The nurse should include which statement(s) when teaching a patient about the use of acetaminophen [Tylenol]? Select all that apply.
a) "Use of this drug can prevent heart attack and stroke."
b) "The most common side effect of treatment with this drug is kidney failure."
c) "Do not routinely use acetaminophen to prevent vaccine-associated fever and pain."
d) "Notify your healthcare provider if you notice that your skin or eyes are turning yellow."
e) "Acetaminophen is a useful drug for the treatment of inflammation such as rheumatoid arthritis."

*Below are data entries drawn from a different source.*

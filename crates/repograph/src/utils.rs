#![forbid(unsafe_code)]

//! Content hashing and stable identity derivation.
//!
//! Every node id is the SHA-256 of its kind label and identity basis, so
//! repeated runs over the same source produce the same ids.

use std::time::{SystemTime, UNIX_EPOCH};

use sha2::{Digest, Sha256};

use crate::types::NodeKind;

pub fn hash_sha256(input: &str) -> String {
    hash_bytes(input.as_bytes())
}

pub fn hash_bytes(input: &[u8]) -> String {
    let mut hasher = Sha256::new();
    hasher.update(input);
    hex::encode(hasher.finalize())
}

/// Seconds since the Unix epoch; 0 if the clock is before it.
pub fn unix_now() -> i64 {
    SystemTime::now()
        .duration_since(UNIX_EPOCH)
        .map(|d| i64::try_from(d.as_secs()).unwrap_or(i64::MAX))
        .unwrap_or(0)
}

/// Each basis part is length-prefixed, so parts containing `|` cannot shift
/// into their neighbours.
pub fn node_id(kind: NodeKind, basis: &[&str]) -> String {
    let mut seed = String::from(kind.label());
    for part in basis {
        seed.push_str(&format!("|{}:{part}", part.len()));
    }
    hash_sha256(&seed)
}

pub fn file_id(path: &str) -> String {
    node_id(NodeKind::File, &[path])
}

pub fn class_id(path: &str, qualified_name: &str) -> String {
    node_id(NodeKind::Class, &[path, qualified_name])
}

pub fn external_class_id(name: &str) -> String {
    node_id(NodeKind::Class, &["<external>", name])
}

pub fn function_id(path: &str, qualified_name: &str, arity: usize) -> String {
    node_id(NodeKind::Function, &[path, qualified_name, &arity.to_string()])
}

/// `scope_id` is the id of the enclosing file (module variables) or
/// function (locals and parameters).
pub fn variable_id(scope_id: &str, name: &str) -> String {
    node_id(NodeKind::Variable, &[scope_id, name])
}

pub fn module_id(name: &str) -> String {
    node_id(NodeKind::Module, &[name])
}

pub fn decorator_id(path: &str, name: &str) -> String {
    node_id(NodeKind::Decorator, &[path, name])
}

pub fn exception_id(path: &str, name: &str) -> String {
    node_id(NodeKind::Exception, &[path, name])
}

pub fn data_file_id(name: &str) -> String {
    node_id(NodeKind::DataFile, &[name])
}

pub fn script_id(path: &str) -> String {
    node_id(NodeKind::Script, &[path])
}

pub fn endpoint_id(method: &str, route: &str) -> String {
    node_id(NodeKind::ApiEndpoint, &[method, route])
}
#[test]
fn test_parse_error_is_isolated() {
    let temp = TempDir::new().unwrap();
    let valid: Vec<(String, String)> = (0..10)
        .map(|i| (format!("pkg/mod{i}.py"), format!("def f{i}():\n    return {i}\n")))
        .collect();
    let mut files: Vec<(&str, &str)> = valid
        .iter()
        .map(|(p, c)| (p.as_str(), c.as_str()))
        .collect();
    files.push(("pkg/broken.py", "def broken(:\n    pass\n"));
    write_files(temp.path(), &files);

    let mut store = SqliteGraphStore::open_in_memory().unwrap();
    let summary = ingest(temp.path(), &mut store);

    assert_eq!(summary.status, RunStatus::Succeeded);
    assert_eq!(summary.files_seen, 11);
    assert_eq!(summary.files_parsed, 10);
    let parse_errors: Vec<&RunError> = summary.parse_errors().collect();
    assert_eq!(parse_errors.len(), 1);
    assert!(matches!(
        parse_errors[0],
        RunError::ParseError { path, line: Some(_), .. } if path == "pkg/broken.py"
    ));

    for i in 0..10 {
        one(&store, NodeKind::Function, &format!("f{i}"));
    }
    assert!(store.find_nodes_by_name("broken").unwrap().is_empty());
    assert_eq!(store.nodes_by_kind(NodeKind::File).unwrap().len(), 10);
    assert_eq!(store.files().unwrap().len(), 10);
}

#[test]
fn test_parse_error_protects_previous_entities() {
    let temp = TempDir::new().unwrap();
    write_files(temp.path(), &[("A.py", BASE_AND_HELPER), ("B.py", CHILD)]);
    let mut store = SqliteGraphStore::open_in_memory().unwrap();
    ingest(temp.path(), &mut store);
    // Module nodes are re-derived by importers, so only declarations count.
    let declared: Vec<Node> = store
        .nodes_owned_by("A.py")
        .unwrap()
        .into_iter()
        .filter(|n| n.kind() != NodeKind::Module)
        .collect();
    assert_eq!(declared.len(), 3);

    write_files(temp.path(), &[("A.py", "class Base(:\n")]);
    let summary = ingest(temp.path(), &mut store);

    assert_eq!(summary.status, RunStatus::Succeeded);
    assert_eq!(summary.parse_errors().count(), 1);
    assert_eq!(summary.nodes_deleted, 0);
    for node in &declared {
        assert_eq!(store.node(&node.id).unwrap().as_ref(), Some(node));
    }
    assert_eq!(store.dangling_edge_count().unwrap(), 0);
    assert!(store.files().unwrap().iter().any(|f| f.path == "A.py"));
}

#[test]
fn test_resync_removes_deleted_function() {
    let temp = TempDir::new().unwrap();
    write_files(temp.path(), &[("A.py", BASE_AND_HELPER), ("B.py", CHILD)]);
    let mut store = SqliteGraphStore::open_in_memory().unwrap();
    ingest(temp.path(), &mut store);

    let helper = one(&store, NodeKind::Function, "helper");
    let build = one(&store, NodeKind::Function, "build");
    assert_eq!(targets(&store, &build, EdgeKind::Calls), vec![helper.id.clone()]);

    write_files(temp.path(), &[("A.py", "class Base:\n    pass\n")]);
    let summary = ingest(temp.path(), &mut store);

    assert_eq!(summary.status, RunStatus::Succeeded);
    assert_eq!(summary.nodes_deleted, 1);
    assert!(summary.edges_deleted >= 2);
    assert!(store.node(&helper.id).unwrap().is_none());
    assert!(targets(&store, &build, EdgeKind::Calls).is_empty());
    assert!(store.edges_to(&helper.id, None).unwrap().is_empty());
    assert_eq!(store.dangling_edge_count().unwrap(), 0);
    one(&store, NodeKind::Class, "Base");
}

/// Every live non-File node that has an owner belongs to exactly one thing.
fn assert_single_owner(store: &SqliteGraphStore) {
    for kind in NodeKind::ALL {
        for node in store.nodes_by_kind(kind).unwrap() {
            let owners = targets(store, &node, EdgeKind::BelongsTo).len();
            match (kind, &node.owner_file) {
                (NodeKind::File, _) | (_, None) => assert_eq!(owners, 0, "{node:?}"),
                (_, Some(_)) => assert_eq!(owners, 1, "{node:?}"),
            }
        }
    }
}

#[test]
fn test_removed_callee_of_unparsable_file_is_pruned_cleanly() {
    for policy in [DeletePolicy::Hard, DeletePolicy::Soft] {
        let temp = TempDir::new().unwrap();
        write_files(
            temp.path(),
            &[
                ("a.py", "from b import helper\n\n\ndef go():\n    return helper()\n"),
                ("b.py", "def helper():\n    return 1\n\n\ndef other():\n    return 2\n"),
            ],
        );
        let config = PipelineConfig {
            delete_policy: policy,
            ..PipelineConfig::default()
        };
        let mut store = SqliteGraphStore::open_in_memory().unwrap();
        run_local(temp.path(), &mut store, &config, &CancellationToken::new());
        let helper = one(&store, NodeKind::Function, "helper");
        let go = one(&store, NodeKind::Function, "go");
        assert_eq!(targets(&store, &go, EdgeKind::Calls), vec![helper.id.clone()]);

        write_files(
            temp.path(),
            &[
                ("a.py", "from b import helper\n\n\ndef go(:\n    return helper()\n"),
                ("b.py", "def other():\n    return 2\n"),
            ],
        );
        let summary = run_local(temp.path(), &mut store, &config, &CancellationToken::new());

        assert_eq!(summary.status, RunStatus::Succeeded, "{policy:?}");
        assert_eq!(summary.parse_errors().count(), 1);
        assert!(store.node(&helper.id).unwrap().is_none(), "{policy:?}");
        assert_eq!(store.node(&go.id).unwrap().as_ref(), Some(&go));
        assert!(targets(&store, &go, EdgeKind::Calls).is_empty());
        assert!(store.edges_to(&helper.id, None).unwrap().is_empty());
        one(&store, NodeKind::Function, "other");
        assert_single_owner(&store);
        assert_eq!(store.dangling_edge_count().unwrap(), 0);
    }
}

#[test]
fn test_moved_function_keeps_one_entity() {
    let temp = TempDir::new().unwrap();
    write_files(
        temp.path(),
        &[
            ("A.py", "def util(x):\n    return x\n\n\nclass Base:\n    pass\n"),
            ("B.py", "def caller():\n    return util(1)\n"),
        ],
    );
    let mut store = SqliteGraphStore::open_in_memory().unwrap();
    ingest(temp.path(), &mut store);
    let old = one(&store, NodeKind::Function, "util");
    assert_eq!(old.owner_file.as_deref(), Some("A.py"));

    write_files(
        temp.path(),
        &[
            ("A.py", "class Base:\n    pass\n"),
            ("C.py", "def util(x):\n    return x\n"),
        ],
    );
    let summary = ingest(temp.path(), &mut store);
    assert_eq!(summary.status, RunStatus::Succeeded);

    let moved = one(&store, NodeKind::Function, "util");
    let file_c = one(&store, NodeKind::File, "C.py");
    let caller = one(&store, NodeKind::Function, "caller");
    assert_eq!(moved.owner_file.as_deref(), Some("C.py"));
    assert_eq!(moved.attrs, old.attrs);
    assert!(store.node(&old.id).unwrap().is_none());

    assert_eq!(targets(&store, &moved, EdgeKind::BelongsTo), vec![file_c.id]);
    assert_eq!(targets(&store, &caller, EdgeKind::Calls), vec![moved.id.clone()]);
    assert_eq!(targets(&store, &moved, EdgeKind::HasParameter).len(), 1);
    assert_eq!(store.dangling_edge_count().unwrap(), 0);
}

#[test]
fn test_pre_cancelled_run_writes_nothing() {
    let temp = TempDir::new().unwrap();
    write_files(temp.path(), &[("A.py", BASE_AND_HELPER)]);
    let mut store = SqliteGraphStore::open_in_memory().unwrap();
    let cancel = CancellationToken::new();
    cancel.cancel();

    let summary = run_local(temp.path(), &mut store, &PipelineConfig::default(), &cancel);
    assert_eq!(summary.status, RunStatus::Cancelled);
    assert_eq!(summary.nodes_created, 0);
    assert_eq!(store.node_count().unwrap(), 0);

    let runs = store.recent_runs(5).unwrap();
    assert_eq!(runs.len(), 1);
    assert_eq!(runs[0].summary.status, RunStatus::Cancelled);
}

#[test]
fn test_setup_errors_are_fatal() {
    let temp = TempDir::new().unwrap();
    let local = RepositoryCoordinate::Local {
        root: temp.path().to_path_buf(),
    };
    let cancel = CancellationToken::new();

    let request = RunRequest::new(local.clone(), GraphConnection::new(""));
    assert!(matches!(
        pipeline::run(&request, &cancel),
        Err(PipelineError::Config(ConfigError::MissingGraphUri))
    ));

    let request = RunRequest::new(local.clone(), GraphConnection::new("bolt://graph:7687"));
    assert!(matches!(
        pipeline::run(&request, &cancel),
        Err(PipelineError::Config(ConfigError::UnsupportedScheme(_)))
    ));

    let graph = GraphConnection {
        uri: "sqlite::memory:".to_string(),
        principal: Some("ingest".to_string()),
        credential: Some(String::new()),
    };
    let request = RunRequest::new(local.clone(), graph);
    assert!(matches!(
        pipeline::run(&request, &cancel),
        Err(PipelineError::Config(ConfigError::MissingCredential(_)))
    ));

    let bad_config = PipelineConfig {
        batch_size: 0,
        ..PipelineConfig::default()
    };
    let request =
        RunRequest::new(local, GraphConnection::new("sqlite::memory:")).with_config(bad_config);
    assert!(matches!(
        pipeline::run(&request, &cancel),
        Err(PipelineError::Config(ConfigError::Invalid(_)))
    ));
}

#[test]
fn test_run_against_sqlite_file() {
    let temp = TempDir::new().unwrap();
    let repo = temp.path().join("repo");
    write_files(&repo, &[("A.py", BASE_AND_HELPER), ("B.py", CHILD)]);
    let db_path = temp.path().join("graph.db");

    let request = RunRequest::new(
        RepositoryCoordinate::Local { root: repo },
        GraphConnection::sqlite(&db_path),
    );
    let summary = pipeline::run(&request, &CancellationToken::new()).unwrap();
    assert_eq!(summary.status, RunStatus::Succeeded);
    assert_eq!(summary.snapshot.len(), 64);

    let store =
        SqliteGraphStore::connect(&GraphConnection::sqlite(&db_path), &PipelineConfig::default())
            .unwrap();
    assert_eq!(store.node_count().unwrap(), summary.nodes_created);
    let runs = store.recent_runs(1).unwrap();
    assert_eq!(runs[0].summary.run_id, summary.run_id);
}

/// Delegates to an in-memory store and misbehaves on demand.
struct TestStore {
    inner: SqliteGraphStore,
    failures_left: usize,
    cancel_after_write: Option<CancellationToken>,
    attempts: usize,
}

impl TestStore {
    fn new(inner: SqliteGraphStore) -> Self {
        Self {
            inner,
            failures_left: 0,
            cancel_after_write: None,
            attempts: 0,
        }
    }
}

impl GraphStore for TestStore {
    fn describe(&self) -> String {
        format!("test({})", self.inner.describe())
    }

    fn upsert_batch(&mut self, nodes: &[Node], edges: &[Edge]) -> StoreResult<BatchStats> {
        self.attempts += 1;
        if self.failures_left > 0 {
            self.failures_left -= 1;
            return Err(StoreError::Unavailable("connection reset".to_string()));
        }
        let stats = self.inner.upsert_batch(nodes, edges)?;
        if let Some(cancel) = &self.cancel_after_write {
            cancel.cancel();
        }
        Ok(stats)
    }

    fn prune(&mut self, scope: &PruneScope<'_>, policy: DeletePolicy) -> StoreResult<PruneStats> {
        self.inner.prune(scope, policy)
    }

    fn sync_files(&mut self, files: &[FileRecord], protected: &HashSet<String>) -> StoreResult<()> {
        self.inner.sync_files(files, protected)
    }

    fn record_run(&mut self, record: &RunRecord) -> StoreResult<()> {
        self.inner.record_run(record)
    }
}

fn fast_retries(write_retries: u32) -> PipelineConfig {
    PipelineConfig {
        write_retries,
        retry_base_delay_ms: 0,
        retry_max_delay_ms: 0,
        ..PipelineConfig::default()
    }
}

#[test]
fn test_transient_write_failures_are_retried() {
    let temp = TempDir::new().unwrap();
    write_files(temp.path(), &[("A.py", BASE_AND_HELPER), ("B.py", CHILD)]);
    let mut store = TestStore::new(SqliteGraphStore::open_in_memory().unwrap());
    store.failures_left = 2;

    let summary = run_local(temp.path(), &mut store, &fast_retries(3), &CancellationToken::new());
    assert_eq!(summary.status, RunStatus::Succeeded, "{:?}", summary.errors);
    assert!(summary.errors.is_empty());
    assert_eq!(store.attempts, 3);
    assert_eq!(store.inner.node_count().unwrap(), summary.nodes_created);
}

#[test]
fn test_persistent_write_failure_fails_without_pruning() {
    let temp = TempDir::new().unwrap();
    write_files(temp.path(), &[("A.py", BASE_AND_HELPER), ("B.py", CHILD)]);
    let mut store = TestStore::new(SqliteGraphStore::open_in_memory().unwrap());
    run_local(temp.path(), &mut store, &fast_retries(0), &CancellationToken::new());
    let nodes_before = store.inner.node_count().unwrap();

    std::fs::remove_file(temp.path().join("B.py")).unwrap();
    store.failures_left = usize::MAX;
    store.attempts = 0;
    let summary = run_local(temp.path(), &mut store, &fast_retries(2), &CancellationToken::new());

    assert_eq!(summary.status, RunStatus::Failed);
    assert_eq!(store.attempts, 3);
    assert_eq!(summary.nodes_deleted, 0);
    let Some(RunError::WriteError {
        batch, unwritten, ..
    }) = summary.errors.last()
    else {
        panic!("expected a write error, got {:?}", summary.errors);
    };
    assert_eq!(*batch, 0);
    assert!(unwritten.contains(&"Class A.Base".to_string()), "{unwritten:?}");
    assert!(unwritten.contains(&"Function A.helper".to_string()));

    assert_eq!(store.inner.node_count().unwrap(), nodes_before);
    one(&store.inner, NodeKind::Class, "Child");
    assert_eq!(store.inner.dangling_edge_count().unwrap(), 0);
    let runs = store.inner.recent_runs(1).unwrap();
    assert_eq!(runs[0].summary.status, RunStatus::Failed);
}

Acetaminophen [Tylenol] is used to treat fever and pain. It is not an antiinflammatory drug. The most serious side effect of acetaminophen therapy is liver failure; therefore, the healthcare provider should be notified if indications of jaundice are seen, such as yellowing of the skin or sclera. Acetaminophen therapy has no antiplatelet activity; therefore, it is not used to prevent heart attack or stroke. Routine use of acetaminophen may blunt the immune response to vaccines; therefore, it should be avoided as routine treatment for vaccine-associated fever and pain.
Which statement(s) about the care of a patient with aspirin poisoning does the nurse identify as correct? Select all that apply.
a) Hemodialysis or peritoneal dialysis can accelerate salicylate removal.
b) Warming blankets are routinely used to raise the patient's temperature.
c) Activated charcoal is contraindicated in the treatment of aspirin poisoning.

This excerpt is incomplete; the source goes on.